*INPUT RECORDS*
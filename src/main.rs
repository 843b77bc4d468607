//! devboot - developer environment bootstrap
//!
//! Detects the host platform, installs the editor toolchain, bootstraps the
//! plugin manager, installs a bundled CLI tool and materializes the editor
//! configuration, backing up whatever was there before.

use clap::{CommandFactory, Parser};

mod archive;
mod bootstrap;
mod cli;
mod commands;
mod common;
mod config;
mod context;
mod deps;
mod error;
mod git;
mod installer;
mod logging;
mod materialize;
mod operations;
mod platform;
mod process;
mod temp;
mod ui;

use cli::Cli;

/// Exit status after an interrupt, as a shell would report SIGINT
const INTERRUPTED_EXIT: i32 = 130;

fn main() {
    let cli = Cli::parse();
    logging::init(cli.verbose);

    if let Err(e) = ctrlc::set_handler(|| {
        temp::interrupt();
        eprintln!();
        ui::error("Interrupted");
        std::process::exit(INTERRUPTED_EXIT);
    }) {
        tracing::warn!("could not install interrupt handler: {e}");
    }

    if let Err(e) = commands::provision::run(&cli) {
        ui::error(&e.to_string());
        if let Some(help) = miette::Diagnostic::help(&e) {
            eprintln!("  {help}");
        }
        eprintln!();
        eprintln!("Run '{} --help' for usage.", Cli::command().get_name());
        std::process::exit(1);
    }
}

*WHAT IS BEING ASKED*
Please reproduce the listing word for word, but only from the line that contains "let cli = Cli::parse();" to its last line, inclusive.

*REPLY*
    let cli = Cli::parse();
    logging::init(cli.verbose);

    if let Err(e) = ctrlc::set_handler(|| {
        temp::interrupt();
        eprintln!();
        ui::error("Interrupted");
        std::process::exit(INTERRUPTED_EXIT);
    }) {
        tracing::warn!("could not install interrupt handler: {e}");
    }

    if let Err(e) = commands::provision::run(&cli) {
        ui::error(&e.to_string());
        if let Some(help) = miette::Diagnostic::help(&e) {
            eprintln!("  {help}");
        }
        eprintln!();
        eprintln!("Run '{} --help' for usage.", Cli::command().get_name());
        std::process::exit(1);
    }
}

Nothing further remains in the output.